Retype each line below precisely.
....
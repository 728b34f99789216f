//! Host-side controller for the Anycubic Chiron TFT touch panel.
//!
//! Speaks the panel's line-oriented `A<nn>` serial protocol, tracks the
//! panel-facing printer state machine, and drives the printer firmware
//! through the [`firmware::FirmwareApi`] accessor trait.

pub mod config;
pub mod controller;
pub mod file_navigator;
pub mod firmware;
pub mod panel;

pub use config::Config;
pub use controller::PanelController;
pub use controller::context::{
    ControllerContext, HeaterState, LastError, PanelKind, PauseState, PrinterState,
};
pub use controller::routing::{DispatchGroup, route};
pub use firmware::{FirmwareApi, FirmwareEvent};
pub use panel::{PanelCommand, PanelLink};
// src/main.rs - Panel host binary: serial plumbing around the controller
use clap::Parser;
use serial2_tokio::SerialPort;
use std::io::ErrorKind;
use std::sync::Arc;
use tokio::sync::mpsc;

use chiron_panel::config::Config;
use chiron_panel::controller::PanelController;
use chiron_panel::file_navigator::{FileNavigator, FsMediaStore};
use chiron_panel::firmware::sim::SimFirmware;
use chiron_panel::panel::PanelLink;

#[derive(Parser)]
#[command(name = "panel-host", about = "Anycubic Chiron TFT panel controller")]
struct Args {
    /// Configuration file
    #[arg(default_value = "panel.toml")]
    config: String,

    /// Override the panel serial port from the config
    #[arg(long)]
    port: Option<String>,

    /// Enable debug logging
    #[arg(short, long)]
    verbose: bool,
}

#[tokio::main]
async fn main() -> Result<(), Box<dyn std::error::Error + Send + Sync + 'static>> {
    let args = Args::parse();

    tracing_subscriber::fmt()
        .with_max_level(if args.verbose {
            tracing::Level::DEBUG
        } else {
            tracing::Level::INFO
        })
        .init();

    tracing::info!("Starting Chiron panel host");

    let mut config = if std::path::Path::new(&args.config).exists() {
        Config::load(&args.config)?
    } else {
        tracing::warn!("config file '{}' not found, using defaults", args.config);
        Config::default()
    };
    if let Some(port) = args.port {
        config.panel.port = port;
    }

    tracing::info!("Panel: {} @ {} baud", config.panel.port, config.panel.baud);
    tracing::info!("Media root: {}", config.media.root);

    let port = Arc::new(SerialPort::open(&config.panel.port, config.panel.baud)?);

    let (link, mut out_rx) = PanelLink::new();
    let (bytes_tx, bytes_rx) = mpsc::unbounded_channel::<Vec<u8>>();
    let (event_tx, events_rx) = mpsc::unbounded_channel();

    // Reader task: raw chunks from the panel UART into the controller.
    let read_port = port.clone();
    tokio::spawn(async move {
        let mut buf = [0u8; 256];
        loop {
            match read_port.read(&mut buf).await {
                Ok(0) => {
                    tracing::info!("panel serial closed");
                    break;
                }
                Ok(n) => {
                    if bytes_tx.send(buf[..n].to_vec()).is_err() {
                        break;
                    }
                }
                Err(e) if e.kind() == ErrorKind::TimedOut => continue,
                Err(e) => {
                    tracing::error!("panel serial read error: {}", e);
                    break;
                }
            }
        }
    });

    // Writer task: drains the controller's outbound queue onto the UART.
    let write_port = port.clone();
    tokio::spawn(async move {
        while let Some(text) = out_rx.recv().await {
            let mut remaining = text.as_bytes();
            while !remaining.is_empty() {
                match write_port.write(remaining).await {
                    Ok(n) => remaining = &remaining[n..],
                    Err(e) => {
                        tracing::error!("panel serial write error: {}", e);
                        return;
                    }
                }
            }
        }
        tracing::info!("panel writer task terminated");
    });

    // The firmware side of the bridge. The simulator stands in for a live
    // Marlin link so the panel can be exercised on the bench; a real
    // deployment supplies its own FirmwareApi implementation here.
    let firmware = SimFirmware::new().with_events(event_tx);
    let navigator = FileNavigator::new(FsMediaStore::new(&config.media.root));

    let controller = PanelController::new(config, firmware, link, navigator);
    controller.run(bytes_rx, events_rx).await;

    Ok(())
}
....
• RESPONSE TO THIS TASK
repository 728b34f99789216f
//! Host-side controller for the Anycubic Chiron TFT touch panel.
//!
//! Speaks the panel's line-oriented `A<nn>` serial protocol, tracks the
//! panel-facing printer state machine, and drives the printer firmware
//! through the [`firmware::FirmwareApi`] accessor trait.

pub mod config;
pub mod controller;
pub mod file_navigator;
pub mod firmware;
pub mod panel;

pub use config::Config;
pub use controller::PanelController;
pub use controller::context::{
    ControllerContext, HeaterState, LastError, PanelKind, PauseState, PrinterState,
};
pub use controller::routing::{DispatchGroup, route};
pub use firmware::{FirmwareApi, FirmwareEvent};
pub use panel::{PanelCommand, PanelLink};
// src/main.rs - Panel host binary: serial plumbing around the controller
use clap::Parser;
use serial2_tokio::SerialPort;
use std::io::ErrorKind;
use std::sync::Arc;
use tokio::sync::mpsc;

use chiron_panel::config::Config;
use chiron_panel::controller::PanelController;
use chiron_panel::file_navigator::{FileNavigator, FsMediaStore};
use chiron_panel::firmware::sim::SimFirmware;
use chiron_panel::panel::PanelLink;

#[derive(Parser)]
#[command(name = "panel-host", about = "Anycubic Chiron TFT panel controller")]
struct Args {
    /// Configuration file
    #[arg(default_value = "panel.toml")]
    config: String,

    /// Override the panel serial port from the config
    #[arg(long)]
    port: Option<String>,

    /// Enable debug logging
    #[arg(short, long)]
    verbose: bool,
}

#[tokio::main]
async fn main() -> Result<(), Box<dyn std::error::Error + Send + Sync + 'static>> {
    let args = Args::parse();

    tracing_subscriber::fmt()
        .with_max_level(if args.verbose {
            tracing::Level::DEBUG
        } else {
            tracing::Level::INFO
        })
        .init();

    tracing::info!("Starting Chiron panel host");

    let mut config = if std::path::Path::new(&args.config).exists() {
        Config::load(&args.config)?
    } else {
        tracing::warn!("config file '{}' not found, using defaults", args.config);
        Config::default()
    };
    if let Some(port) = args.port {
        config.panel.port = port;
    }

    tracing::info!("Panel: {} @ {} baud", config.panel.port, config.panel.baud);
    tracing::info!("Media root: {}", config.media.root);

    let port = Arc::new(SerialPort::open(&config.panel.port, config.panel.baud)?);

    let (link, mut out_rx) = PanelLink::new();
    let (bytes_tx, bytes_rx) = mpsc::unbounded_channel::<Vec<u8>>();
    let (event_tx, events_rx) = mpsc::unbounded_channel();

    // Reader task: raw chunks from the panel UART into the controller.
    let read_port = port.clone();
    tokio::spawn(async move {
        let mut buf = [0u8; 256];
        loop {
            match read_port.read(&mut buf).await {
                Ok(0) => {
                    tracing::info!("panel serial closed");
                    break;
                }
                Ok(n) => {
                    if bytes_tx.send(buf[..n].to_vec()).is_err() {
                        break;
                    }
                }
                Err(e) if e.kind() == ErrorKind::TimedOut => continue,
                Err(e) => {
                    tracing::error!("panel serial read error: {}", e);
                    break;
                }
            }
        }
    });

    // Writer task: drains the controller's outbound queue onto the UART.
    let write_port = port.clone();
    tokio::spawn(async move {
        while let Some(text) = out_rx.recv().await {
            let mut remaining = text.as_bytes();
            while !remaining.is_empty() {
                match write_port.write(remaining).await {
                    Ok(n) => remaining = &remaining[n..],
                    Err(e) => {
                        tracing::error!("panel serial write error: {}", e);
                        return;
                    }
                }
            }
        }
        tracing::info!("panel writer task terminated");
    });

    // The firmware side of the bridge. The simulator stands in for a live
    // Marlin link so the panel can be exercised on the bench; a real
    // deployment supplies its own FirmwareApi implementation here.
    let firmware = SimFirmware::new().with_events(event_tx);
    let navigator = FileNavigator::new(FsMediaStore::new(&config.media.root));

    let controller = PanelController::new(config, firmware, link, navigator);
    controller.run(bytes_rx, events_rx).await;

    Ok(())
}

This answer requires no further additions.